Every two or three weeks, my wife Susanna and I post an update on our substack, the Anchored Argosy, argosy.substack.com. Within each post, we share our news, photos of things that we've been doing and seeing, updates on things that we've written and produced over the period, and also reflections on some topic that is on our mind. The following is a reading of one such reflection from our latest substack. Its title is The Internet is the Negative World.
If you want to read the article
yourself, you can do so at the link in the show notes below. Aaron Wren's Three Worlds model of American secularization has received considerable attention since his article The Three Worlds of Evangelicalism was published in First Things. This attention was heightened with James Wood's subsequent use of it in his critique of the Winsome model of cultural engagement, chiefly associated with the late Tim Keller.
In the two years that have followed,
the so-called Negative World account of Evangelicalism's current position in secularizing America has perhaps chiefly been associated with the faction of Evangelicalism that John Errett has termed the Pugilists, who have commonly wielded it to justify the adoption of a more belligerent posture, both with respect to the surrounding culture and towards moderates in the church. Earlier this year, Wren's Life in the Negative World, Confronting Challenges in an Antichristian Culture, was released by Zondervan. It was only released last month in the UK, so I had to wait to get my hands on a copy, but I finally had the opportunity to read it, and would recommend that others do the same.
Wren's diagnosis of Evangelicalism's current
situation is often perceptive, and his suggestions for responses are worth considering. Despite the great currency that the Negative World model has had among many culture warrior types, while he gives them appropriate credit on certain points, Wren's proposals do not align with theirs, and will also be appreciated by many who would decisively part ways with the culture warriors. Wren's analysis of contemporary culture is often helpful, not least because such analysis addresses glaring gaps and dangerous blind spots in much Evangelical thought with its narrower preoccupations.
As Wren recognises, much Evangelical thought is unaware of how shifting sociocultural contexts shape its thought, ecclesiology and practice, approaching these things as if they operated within a purely ideological framework. He observes, for instance, the way that complementarianism and egalitarianism must be understood against the broader backdrop of modernity and of sociocultural developments in America over the last 50 years. As someone who has been stressing such points for years, and is currently teaching a course on modernity as the under-considered backdrop for our thinking on such matters, it is refreshing to read a clearer-eyed treatment.
In outline,
Wren's Three Worlds of Evangelicalism model is a sociological account of shifts in American society over the last 60 years as they concern its hospitality to historic Evangelical faith. Wren's account, while perhaps providing a useful framework for Christians elsewhere and of different traditions, is especially focused upon Evangelical Christians in American society. Its purpose is also less one of providing close historical or social analysis than it is equipping Evangelicals to operate more effectively in a transformed and transforming cultural environment.
For this reason,
while someone seeking close analysis could fault it as simplistic at several points, for its intended purposes, such simplicity is generally a virtue. In broadest outline, Wren's account periodizes the past 60 years of American history, a time of decline for Christianity's influence in America, into three eras of 30 years, 20 years, and 10 years. The first, from 1964 to 1994, he calls Positive World, an era within which wider American society mostly had a positive regard for Christian faith and morality, and there was a general alignment between Christian norms and the aspirational norms of society at large.
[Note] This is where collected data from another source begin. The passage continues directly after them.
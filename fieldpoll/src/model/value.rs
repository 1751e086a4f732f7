use crate::bits::{BitOrder, BitVector};
use crate::codec::*;
use crate::error::ConfigError;

/// How the bits of a channel are interpreted
#[derive(Copy, Clone, Debug, PartialEq, Eq)]
#[cfg_attr(feature = "serialization", derive(serde::Serialize, serde::Deserialize))]
pub enum ValueClass {
    /// single bit
    Bit,
    /// signed byte
    Int8,
    /// unsigned byte
    UInt8,
    /// signed register
    Int16,
    /// unsigned register
    UInt16,
    /// signed register pair
    Int32,
    /// unsigned register pair
    UInt32,
    /// IEEE-754 register pair
    Float32,
    /// unsigned register in tenths of a watt
    Power,
    /// signed byte in dBm
    Rssi,
    /// unsigned byte in percent
    Battery,
    /// 16 bits rendered as a bit string
    Schedule,
    /// 16 bits naming the datasets that changed on the device
    ChangeBitmap,
    /// 4-bit mode selector
    ModeSet,
}

impl ValueClass {
    /// number of bits occupied in the payload
    pub fn width(self) -> usize {
        match self {
            ValueClass::Bit => 1,
            ValueClass::ModeSet => 4,
            ValueClass::Int8 | ValueClass::UInt8 | ValueClass::Rssi | ValueClass::Battery => 8,
            ValueClass::Int16
            | ValueClass::UInt16
            | ValueClass::Power
            | ValueClass::Schedule
            | ValueClass::ChangeBitmap => 16,
            ValueClass::Int32 | ValueClass::UInt32 | ValueClass::Float32 => 32,
        }
    }

    /// true for classes decoded from individual bits rather than bytes
    pub fn is_bit_field(self) -> bool {
        matches!(
            self,
            ValueClass::Bit | ValueClass::ModeSet | ValueClass::Schedule
        )
    }

    /// false for values only the device can change
    pub fn is_writable(self) -> bool {
        !matches!(
            self,
            ValueClass::Power | ValueClass::Rssi | ValueClass::Battery | ValueClass::ChangeBitmap
        )
    }

    fn is_integer(self) -> bool {
        matches!(
            self,
            ValueClass::Int8
                | ValueClass::UInt8
                | ValueClass::Int16
                | ValueClass::UInt16
                | ValueClass::Int32
                | ValueClass::UInt32
        )
    }

    fn integer_bounds(self) -> (i64, i64) {
        match self {
            ValueClass::Int8 => (i8::MIN as i64, i8::MAX as i64),
            ValueClass::UInt8 => (0, u8::MAX as i64),
            ValueClass::Int16 => (i16::MIN as i64, i16::MAX as i64),
            ValueClass::UInt16 => (0, u16::MAX as i64),
            ValueClass::Int32 => (i32::MIN as i64, i32::MAX as i64),
            ValueClass::UInt32 => (0, u32::MAX as i64),
            ValueClass::ModeSet => (0, 15),
            _ => (0, 0),
        }
    }
}

impl std::str::FromStr for ValueClass {
    type Err = ConfigError;

    fn from_str(s: &str) -> Result<Self, Self::Err> {
        match s {
            "bit" | "bool" => Ok(ValueClass::Bit),
            "int8" => Ok(ValueClass::Int8),
            "uint8" => Ok(ValueClass::UInt8),
            "int16" => Ok(ValueClass::Int16),
            "uint16" => Ok(ValueClass::UInt16),
            "int32" => Ok(ValueClass::Int32),
            "uint32" => Ok(ValueClass::UInt32),
            "float32" => Ok(ValueClass::Float32),
            "power" => Ok(ValueClass::Power),
            "rssi" => Ok(ValueClass::Rssi),
            "battery" => Ok(ValueClass::Battery),
            "schedule" => Ok(ValueClass::Schedule),
            "change-bitmap" => Ok(ValueClass::ChangeBitmap),
            "mode-set" => Ok(ValueClass::ModeSet),
            _ => Err(ConfigError::UnknownName),
        }
    }
}

/// Typed value of a channel
#[derive(Clone, Debug, PartialEq)]
#[cfg_attr(feature = "serialization", derive(serde::Serialize, serde::Deserialize))]
pub enum Value {
    /// on/off
    Bool(bool),
    /// integer
    Int(i64),
    /// scaled or floating point
    Float(f64),
    /// text, such as a schedule bit string
    Text(String),
}

impl Value {
    fn as_f64(&self) -> Option<f64> {
        match self {
            Value::Int(x) => Some(*x as f64),
            Value::Float(x) => Some(*x),
            _ => None,
        }
    }
}

impl std::fmt::Display for Value {
    fn fmt(&self, f: &mut std::fmt::Formatter) -> std::fmt::Result {
        match self {
            Value::Bool(x) => write!(f, "{x}"),
            Value::Int(x) => write!(f, "{x}"),
            Value::Float(x) => write!(f, "{x}"),
            Value::Text(x) => f.write_str(x),
        }
    }
}

/// Raw footprint of a channel within a payload
#[derive(Clone, Debug, PartialEq, Eq)]
pub(crate) enum Field {
    Bits(BitVector),
    /// big-endian bytes, one for 8-bit classes
    Bytes(Vec<u8>),
}

/// Decoding parameters of a channel
#[derive(Copy, Clone, Debug, Default, PartialEq, Eq)]
#[cfg_attr(feature = "serialization", derive(serde::Serialize, serde::Deserialize))]
pub struct Encoding {
    /// order of the bytes within each register
    pub order: ByteOrder,
    /// number of decimal places, integer values are divided by `10^scale`
    pub scale: Option<u8>,
}

impl Encoding {
    pub(crate) fn decode(&self, class: ValueClass, field: &Field) -> Result<Value, ConfigError> {
        let value = match (class, field) {
            (ValueClass::Bit, Field::Bits(bits)) => Value::Bool(bits.get(0)?),
            (ValueClass::ModeSet, Field::Bits(bits)) => {
                let mode = bits
                    .ones()
                    .fold(0i64, |acc, bit| acc | (1i64 << bit));
                Value::Int(mode)
            }
            (ValueClass::Schedule, Field::Bits(bits)) => Value::Text(bits.to_bit_string()),
            (_, Field::Bytes(bytes)) => self.decode_bytes(class, bytes)?,
            _ => return Err(ConfigError::ValueMismatch),
        };
        Ok(value)
    }

    fn decode_bytes(&self, class: ValueClass, bytes: &[u8]) -> Result<Value, ConfigError> {
        let raw: i64 = match class {
            ValueClass::Int8 | ValueClass::Rssi => decode_i8(byte(bytes)?) as i64,
            ValueClass::UInt8 => decode_u8(byte(bytes)?) as i64,
            ValueClass::Battery => decode_u8(byte(bytes)?).min(100) as i64,
            ValueClass::Int16 => decode_i16(array(bytes)?, self.order) as i64,
            ValueClass::UInt16 | ValueClass::ChangeBitmap => {
                decode_u16(array(bytes)?, self.order) as i64
            }
            ValueClass::Power => {
                let tenths = decode_u16(array(bytes)?, self.order);
                return Ok(Value::Float(tenths as f64 / 10.0));
            }
            ValueClass::Int32 => decode_i32(array(bytes)?, self.order) as i64,
            ValueClass::UInt32 => decode_u32(array(bytes)?, self.order) as i64,
            ValueClass::Float32 => {
                return Ok(Value::Float(
                    decode_f32(array(bytes)?, self.order) as f64
                ))
            }
            ValueClass::Bit | ValueClass::ModeSet | ValueClass::Schedule => {
                return Err(ConfigError::ValueMismatch)
            }
        };

        match self.scale {
            Some(scale) if class.is_integer() => {
                Ok(Value::Float(raw as f64 / 10f64.powi(scale as i32)))
            }
            _ => Ok(Value::Int(raw)),
        }
    }

    pub(crate) fn encode(&self, class: ValueClass, value: &Value) -> Result<Field, ConfigError> {
        if !class.is_writable() {
            return Err(ConfigError::ReadOnlyValue);
        }

        match class {
            ValueClass::Bit => {
                let state = match value {
                    Value::Bool(x) => *x,
                    Value::Int(0) => false,
                    Value::Int(1) => true,
                    Value::Int(_) => return Err(ConfigError::ValueOutOfRange),
                    _ => return Err(ConfigError::ValueMismatch),
                };
                let mut bits = BitVector::new(1, BitOrder::Lsb0);
                bits.set(0, state)?;
                Ok(Field::Bits(bits))
            }
            ValueClass::ModeSet => {
                let mode = self.integer(class, value)?;
                let mut bits = BitVector::new(4, BitOrder::Lsb0);
                for bit in 0..4 {
                    bits.set(bit, mode & (1 << bit) != 0)?;
                }
                Ok(Field::Bits(bits))
            }
            ValueClass::Schedule => {
                let text = match value {
                    Value::Text(x) => x,
                    _ => return Err(ConfigError::ValueMismatch),
                };
                let bits = BitVector::parse_bit_string(text, BitOrder::Lsb0)?;
                if bits.len() != class.width() {
                    return Err(ConfigError::ValueOutOfRange);
                }
                Ok(Field::Bits(bits))
            }
            ValueClass::Float32 => {
                let x = value.as_f64().ok_or(ConfigError::ValueMismatch)?;
                Ok(Field::Bytes(encode_f32(x as f32, self.order).to_vec()))
            }
            _ => {
                let raw = self.integer(class, value)?;
                let bytes = match class {
                    ValueClass::Int8 | ValueClass::UInt8 => vec![raw as u8],
                    ValueClass::Int16 => encode_i16(raw as i16, self.order).to_vec(),
                    ValueClass::UInt16 => encode_u16(raw as u16, self.order).to_vec(),
                    ValueClass::Int32 => encode_i32(raw as i32, self.order).to_vec(),
                    _ => encode_u32(raw as u32, self.order).to_vec(),
                };
                Ok(Field::Bytes(bytes))
            }
        }
    }

    /// raw integer of `value`, undoing the decimal scale and checking the class bounds
    fn integer(&self, class: ValueClass, value: &Value) -> Result<i64, ConfigError> {
        let raw = match (self.scale, value) {
            (Some(scale), _) if class.is_integer() => {
                let x = value.as_f64().ok_or(ConfigError::ValueMismatch)?;
                (x * 10f64.powi(scale as i32)).round() as i64
            }
            (_, Value::Int(x)) => *x,
            (_, Value::Float(x)) if x.fract() == 0.0 => *x as i64,
            (_, Value::Float(_)) => return Err(ConfigError::ValueOutOfRange),
            _ => return Err(ConfigError::ValueMismatch),
        };
        let (min, max) = class.integer_bounds();
        if raw < min || raw > max {
            return Err(ConfigError::ValueOutOfRange);
        }
        Ok(raw)
    }
}

fn byte(bytes: &[u8]) -> Result<u8, ConfigError> {
    bytes.first().copied().ok_or(ConfigError::ValueMismatch)
}

fn array<const N: usize>(bytes: &[u8]) -> Result<[u8; N], ConfigError> {
    bytes.try_into().map_err(|_| ConfigError::ValueMismatch)
}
The second, from 1994 to 2014,
he terms Neutral World, within which, although Christian faith no longer enjoyed the same privilege that it once did, it faced little hostility or discrimination either. The third, an era beginning in 2014, which we still inhabit, is Negative World, within which historic Christian beliefs and morality are increasingly at odds with dominant social norms and mores, exposing many Christians to negative consequences for their convictions. Wren enumerates several factors that occasioned the decline of Christian influence in American society and the growing disfavor towards evangelicals.
The collapse of the old WASP establishment, the social and sexual revolutions,
the end of the Cold War, and factors such as corporate consolidation and the move to a digital world that allow for a few dominant corporations and agencies to exert immense social and cultural control and influence. In Wren's telling, American evangelicalism first arose in the 1940s and filled a gap between the liberalized mainstream and the fundamentalist churches, with many of the fundamentalist churches later being absorbed into it. While fundamentalism tended to be more sectarian and socially marginal, evangelicalism became a powerful social and political force as it catered more culturally and socially engaged conservative Protestant Christians, typically from the middle classes.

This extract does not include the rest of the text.